Читаем Good Calories, Bad Calories полностью

Considerable evidence also argued against the hypothesis. As John Higginson, founding director of the International Agency for Research on Cancer, noted in 1979, the international comparisons were as contradictory as they were confirmatory. In urban Copenhagen, breast-cancer rates were four times higher than in rural Denmark, but fat consumption was 50 percent lower. Large-population studies in Framingham; Honolulu; Evans County, Georgia; Puerto Rico; and Malmö, Sweden, had all reported low cholesterol levels associated with higher cancer rates. Since low cholesterol is allegedly the product of low-fat diets, it was “difficult to reconcile” this evidence, as the Framingham investigators noted in 1981, with the hypothesis that high-fat diets cause cancer.

The publication of the National Academy of Sciences report Diet, Nutrition, and Cancer in 1982 prompted the National Cancer Institute and the NAS to make funding available to test the hypothesis. A critical test would come from the Nurses Health Study, led by the Harvard epidemiologist Walter Willett, which began tracking diet, lifestyle, and disease in nearly eighty-nine thousand nurses around the country in 1982. Such a prospective study is no substitute for a randomized clinical control trial, but it constitutes the best that observational epidemiology can do. Willett and his colleagues published his first report on fat and breast cancer in January 1987 in The New England Journal of Medicine. Over six hundred cases of breast cancer had appeared among the eighty-nine thousand nurses over the first four years of the study. If anything, the less fat the women confessed to eating, the more likely they were to get breast cancer. In a New York Times article reporting the results of the study, Peter Greenwald, director of the National Cancer Institute Division of Cancer Prevention, said that the Nurses Health Study was “a good study, but not the only one,” and so NCI would continue to recommend—despite what was then, by far, the best evidence available—that Americans eat less fat to prevent breast cancer. Eight months later, NCI researchers themselves published the results of a study similar to the Nurses Health Study but smaller, also suggesting that eating more fat and more saturated fat correlated with less breast cancer. The NCI study went virtually unnoticed, as Science later noted, “perhaps because no one wanted to hear the message that a promising avenue of research was turning into a blind alley, and perhaps because it swam against the ‘medically politically correct’ idea that fat is bad.”

In 1992, Willett published the results from eight years of observation of the Nurses cohort. Fifteen hundred nurses had developed breast cancer, and, once again, those who ate less fat seemed to have more breast cancer. In 1999, the Harvard researchers published fourteen years of observations. By then almost three thousand nurses had contracted breast cancer, and the data still suggested that eating fatty foods (even those with copious saturated fat) might protect against cancer. For every 5 percent of saturated-fat calories that replaced carbohydrates in the diet, the risk of breast cancer decreased by 9 percent. This certainly argued against the hypothesis that excessive fat consumption caused breast cancer.

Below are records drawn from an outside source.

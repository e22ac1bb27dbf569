use num_bigint::BigUint;

use super::{
    config::ReplicaConfig,
    crypto::{PublicKey, RsaKeyPair},
    error::ConsensusError,
    harn::{PartialSignature, PkgAuthority},
};

/// Everything a replica signs with: its RSA keypair plus the Harn identity
/// integer and fixed random value.
#[derive(Debug)]
pub struct ReplicaIdentity {
    name: String,
    keypair: RsaKeyPair,
    identity: BigUint,
    random: BigUint,
}

impl ReplicaIdentity {
    pub fn new(name: impl Into<String>, keypair: RsaKeyPair, identity: BigUint, random: BigUint) -> Self {
        ReplicaIdentity {
            name: name.into(),
            keypair,
            identity,
            random,
        }
    }

    pub fn from_config(config: &ReplicaConfig) -> Result<Self, ConsensusError> {
        let keypair = RsaKeyPair::from_primes(&config.p, &config.q, &config.e).map_err(|e| {
            ConsensusError::InvalidKey(format!("replica {}: {e}", config.name))
        })?;
        Ok(Self::new(
            config.name.clone(),
            keypair,
            config.identity.clone(),
            config.random.clone(),
        ))
    }

    pub fn name(&self) -> &str {
        &self.name
    }

    pub fn public_key(&self) -> &PublicKey {
        self.keypair.public_key()
    }

    pub fn identity(&self) -> &BigUint {
        &self.identity
    }

    pub fn random(&self) -> &BigUint {
        &self.random
    }

    pub fn sign(&self, message: &[u8]) -> BigUint {
        self.keypair.sign(message)
    }

    pub fn harn_partial(&self, pkg: &PkgAuthority, message: &[u8]) -> PartialSignature {
        PartialSignature {
            signature: pkg.partial_sign(&self.identity, &self.random, message),
            signed_by: self.name.clone(),
        }
    }
}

Despite this accumulation of contradictory evidence, Peter Greenwald and the administrators at NCI refused to let their hypothesis die. This was Rose’s philosophy at work. After Willett’s publication of the first Nurses Health Study results, Greenwald and his NCI colleagues had responded with an article in JAMA entitled “The Dietary Fat–Breast Cancer Hypothesis Is Alive.” The NCI administrators argued that any study that generated evidence refuting the hypothesis could be flawed. The existence of any positive evidence, they argued, even if it came from admittedly rudimentary studies—in other words, studies that almost assuredly were flawed—was sufficient to keep such a critical hypothesis alive.